(Collected data)
──────────

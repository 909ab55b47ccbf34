use crate::config::Settings;
use crate::domain::contract::BillingUsageRow;
use crate::ingest::UsageSource;
use crate::time::window::UsageWindow;
use anyhow::{Context, Result};
use reqwest::header::{HeaderMap, HeaderValue, AUTHORIZATION};
use serde_json::Value;
use std::time::Duration;

pub(crate) const DEFAULT_TIMEOUT_SECS: u64 = 30;
const DEFAULT_PATH: &str = "/usage";

/// Credentials attached to every request. Both are pre-issued; nothing here exchanges them.
#[derive(Debug, Clone, Copy, Default)]
pub(crate) struct Credentials<'a> {
    pub api_key: Option<&'a str>,
    pub bearer_token: Option<&'a str>,
}

/// A fixed JSON GET endpoint: URL, headers and client are resolved once at construction.
#[derive(Debug, Clone)]
pub(crate) struct JsonEndpoint {
    label: &'static str,
    http: reqwest::Client,
    url: String,
    headers: HeaderMap,
}

impl JsonEndpoint {
    pub(crate) fn new(
        label: &'static str,
        url: String,
        credentials: Credentials<'_>,
        timeout_secs: u64,
    ) -> Result<Self> {
        let mut headers = HeaderMap::new();
        if let Some(api_key) = credentials.api_key {
            headers.insert(
                "x-api-key",
                HeaderValue::from_str(api_key)
                    .with_context(|| format!("{label} api key is not a valid header value"))?,
            );
        }
        if let Some(token) = credentials.bearer_token {
            let mut value = HeaderValue::from_str(&format!("Bearer {token}"))
                .with_context(|| format!("{label} bearer token is not a valid header value"))?;
            value.set_sensitive(true);
            headers.insert(AUTHORIZATION, value);
        }

        let http = reqwest::Client::builder()
            .timeout(Duration::from_secs(timeout_secs))
            .build()
            .with_context(|| format!("failed to build {label} http client"))?;

        Ok(Self {
            label,
            http,
            url,
            headers,
        })
    }

    pub(crate) fn url(&self) -> &str {
        &self.url
    }

    /// GET the endpoint and return its JSON body. Non-2xx responses are errors carrying the body.
    pub(crate) async fn get_json(&self, query: &[(&str, String)]) -> Result<Value> {
        let res = self
            .http
            .get(&self.url)
            .headers(self.headers.clone())
            .query(query)
            .send()
            .await
            .with_context(|| format!("{} request failed", self.label))?;

        let status = res.status();
        let text = res
            .text()
            .await
            .with_context(|| format!("failed to read {} response", self.label))?;
        let raw_json = serde_json::from_str::<Value>(&text)
            .with_context(|| format!("{} response is not valid JSON: {text}", self.label))?;

        if !status.is_success() {
            anyhow::bail!("{} HTTP {status}: {raw_json}", self.label);
        }

        Ok(raw_json)
    }
}

/// `base` with exactly one slash before `path`.
pub(crate) fn join_url(base: &str, path: &str) -> String {
    format!(
        "{}/{}",
        base.trim_end_matches('/'),
        path.trim_start_matches('/')
    )
}

/// Pulls usage rows from an HTTP endpoint that already speaks the billing row JSON shape.
/// Token exchange and retries belong to whatever fronts that endpoint.
#[derive(Debug, Clone)]
pub struct HttpJsonUsageSource {
    endpoint: JsonEndpoint,
}

impl HttpJsonUsageSource {
    pub fn from_settings(settings: &Settings) -> Result<Self> {
        let path = settings
            .usage_source_path
            .as_deref()
            .filter(|s| !s.trim().is_empty())
            .unwrap_or(DEFAULT_PATH);

        let endpoint = JsonEndpoint::new(
            "usage source",
            join_url(settings.require_usage_source_url()?, path),
            Credentials {
                api_key: settings.usage_source_api_key.as_deref(),
                bearer_token: None,
            },
            settings
                .usage_source_timeout_secs
                .unwrap_or(DEFAULT_TIMEOUT_SECS),
        )?;

        Ok(Self { endpoint })
    }
}

#[async_trait::async_trait]
impl UsageSource for HttpJsonUsageSource {
    fn source_name(&self) -> &'static str {
        "http_json"
    }

    async fn fetch_usage(&self, window: &UsageWindow) -> Result<Vec<BillingUsageRow>> {
        tracing::info!(
            url = %self.endpoint.url(),
            start_date = %window.start_date,
            end_date = %window.end_date,
            "fetching usage rows"
        );

        let raw_json = self
            .endpoint
            .get_json(&[
                ("start_date", window.start_date.to_string()),
                ("end_date", window.end_date.to_string()),
            ])
            .await?;

        serde_json::from_value::<Vec<BillingUsageRow>>(raw_json)
            .context("failed to parse usage source response into usage rows")
    }
}
use crate::analysis::error::AnalysisError;
use crate::domain::usage::UsageRecord;
use anyhow::Context;
use chrono::NaiveDate;
use rust_decimal::Decimal;
use serde::{Deserialize, Deserializer};

pub const UNKNOWN_RESOURCE_TYPE: &str = "Unknown";

/// Raw usage row as delivered by a billing export. Nothing here is trusted until
/// [`BillingUsageRow::validate_and_into_record`] has run.
#[derive(Debug, Clone, Deserialize)]
#[serde(rename_all = "camelCase")]
pub struct BillingUsageRow {
    pub instance_name: Option<String>,
    pub reservation_id: Option<String>,
    pub cost: Decimal,
    #[serde(deserialize_with = "deserialize_usage_date")]
    pub usage_date: NaiveDate,
    pub resource_type: Option<String>,
}

impl BillingUsageRow {
    pub fn validate_and_into_record(self, index: usize) -> Result<UsageRecord, AnalysisError> {
        let reservation_id = self
            .reservation_id
            .filter(|id| !id.trim().is_empty())
            .ok_or(AnalysisError::MissingKey { index })?;

        if self.cost < Decimal::ZERO {
            return Err(AnalysisError::NegativeCost {
                index,
                reservation_id,
                cost: self.cost,
            });
        }

        let instance_name = self
            .instance_name
            .map(|s| s.trim().to_string())
            .filter(|s| !s.is_empty());

        let resource_type = self
            .resource_type
            .map(|s| s.trim().to_string())
            .filter(|s| !s.is_empty())
            .unwrap_or_else(|| UNKNOWN_RESOURCE_TYPE.to_string());

        Ok(UsageRecord {
            instance_name,
            reservation_id,
            cost: self.cost,
            usage_date: self.usage_date,
            resource_type,
        })
    }
}

pub fn parse_usage_rows(text: &str) -> anyhow::Result<Vec<BillingUsageRow>> {
    serde_json::from_str::<Vec<BillingUsageRow>>(text)
        .context("usage data is not a JSON array of usage rows")
}

fn deserialize_usage_date<'de, D>(deserializer: D) -> Result<NaiveDate, D::Error>
where
    D: Deserializer<'de>,
{
    let raw = String::deserialize(deserializer)?;
    parse_usage_date(&raw).map_err(serde::de::Error::custom)
}

// Billing exports mix plain dates with full timestamps; only the calendar date matters.
fn parse_usage_date(raw: &str) -> Result<NaiveDate, String> {
    let trimmed = raw.trim();
    let date_part = trimmed.get(..10).unwrap_or(trimmed);
    NaiveDate::parse_from_str(date_part, "%Y-%m-%d")
        .map_err(|e| format!("invalid usageDate {raw:?}: {e}"))
}

#[cfg(test)]
mod tests {
    use super::*;
    use rust_decimal_macros::dec;
    use serde_json::json;

    fn row(value: serde_json::Value) -> BillingUsageRow {
        serde_json::from_value(value).unwrap()
    }

    #[test]
    fn parses_billing_export_shape() {
        let r = row(json!({
            "instanceName": "vm-prod-01",
            "reservationId": "R1",
            "cost": 12.34,
            "usageDate": "2026-01-27",
            "resourceType": "Virtual Machines"
        }));
        let record = r.validate_and_into_record(0).unwrap();
        assert_eq!(record.reservation_id, "R1");
        assert_eq!(record.cost, dec!(12.34));
        assert_eq!(record.usage_date, NaiveDate::from_ymd_opt(2026, 1, 27).unwrap());
        assert_eq!(record.instance_name.as_deref(), Some("vm-prod-01"));
        assert_eq!(record.resource_type, "Virtual Machines");
    }

    #[test]
    fn accepts_timestamps_and_string_costs() {
        let r = row(json!({
            "reservationId": "R1",
            "cost": "3.50",
            "usageDate": "2026-01-27 00:00:00+00:00"
        }));
        assert_eq!(r.usage_date, NaiveDate::from_ymd_opt(2026, 1, 27).unwrap());
        assert_eq!(r.cost, dec!(3.5));
    }

    #[test]
    fn defaults_missing_resource_type_to_unknown() {
        let r = row(json!({
            "instanceName": null,
            "reservationId": "R1",
            "cost": 1,
            "usageDate": "2026-01-27",
            "resourceType": null
        }));
        let record = r.validate_and_into_record(0).unwrap();
        assert_eq!(record.resource_type, UNKNOWN_RESOURCE_TYPE);
        assert_eq!(record.instance_name, None);
    }

    #[test]
    fn missing_or_blank_reservation_id_is_a_missing_key() {
        let absent = row(json!({"cost": 1, "usageDate": "2026-01-27"}));
        assert_eq!(
            absent.validate_and_into_record(4).unwrap_err(),
            AnalysisError::MissingKey { index: 4 }
        );

        let blank = row(json!({"reservationId": "  ", "cost": 1, "usageDate": "2026-01-27"}));
        assert_eq!(
            blank.validate_and_into_record(7).unwrap_err(),
            AnalysisError::MissingKey { index: 7 }
        );
    }

    #[test]
    fn reservation_id_is_kept_verbatim() {
        let r = row(json!({"reservationId": "Res-A", "cost": 1, "usageDate": "2026-01-27"}));
        assert_eq!(r.validate_and_into_record(0).unwrap().reservation_id, "Res-A");
    }

    #[test]
    fn rejects_negative_cost() {
        let r = row(json!({"reservationId": "R1", "cost": -0.01, "usageDate": "2026-01-27"}));
        assert!(matches!(
            r.validate_and_into_record(2),
            Err(AnalysisError::NegativeCost { index: 2, .. })
        ));
    }

    #[test]
    fn rejects_invalid_usage_date() {
        let res = serde_json::from_value::<BillingUsageRow>(json!({
            "reservationId": "R1",
            "cost": 1,
            "usageDate": "yesterday"
        }));
        assert!(res.is_err());
    }

    #[test]
    fn parse_usage_rows_requires_an_array() {
        assert!(parse_usage_rows("{\"reservationId\": \"R1\"}").is_err());
        assert!(parse_usage_rows("[]").unwrap().is_empty());
    }
}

──────────

--- Task to carry out ---
Reproduce exactly the lines above from the line with "use crate::domain::contract::BillingUsageRow;" to the line with "let http = reqwest::Client::builder()", including both, and add nothing.

--- Task output ---
use crate::domain::contract::BillingUsageRow;
use crate::ingest::UsageSource;
use crate::time::window::UsageWindow;
use anyhow::{Context, Result};
use reqwest::header::{HeaderMap, HeaderValue, AUTHORIZATION};
use serde_json::Value;
use std::time::Duration;

pub(crate) const DEFAULT_TIMEOUT_SECS: u64 = 30;
const DEFAULT_PATH: &str = "/usage";

/// Credentials attached to every request. Both are pre-issued; nothing here exchanges them.
#[derive(Debug, Clone, Copy, Default)]
pub(crate) struct Credentials<'a> {
    pub api_key: Option<&'a str>,
    pub bearer_token: Option<&'a str>,
}

/// A fixed JSON GET endpoint: URL, headers and client are resolved once at construction.
#[derive(Debug, Clone)]
pub(crate) struct JsonEndpoint {
    label: &'static str,
    http: reqwest::Client,
    url: String,
    headers: HeaderMap,
}

impl JsonEndpoint {
    pub(crate) fn new(
        label: &'static str,
        url: String,
        credentials: Credentials<'_>,
        timeout_secs: u64,
    ) -> Result<Self> {
        let mut headers = HeaderMap::new();
        if let Some(api_key) = credentials.api_key {
            headers.insert(
                "x-api-key",
                HeaderValue::from_str(api_key)
                    .with_context(|| format!("{label} api key is not a valid header value"))?,
            );
        }
        if let Some(token) = credentials.bearer_token {
            let mut value = HeaderValue::from_str(&format!("Bearer {token}"))
                .with_context(|| format!("{label} bearer token is not a valid header value"))?;
            value.set_sensitive(true);
            headers.insert(AUTHORIZATION, value);
        }

        let http = reqwest::Client::builder()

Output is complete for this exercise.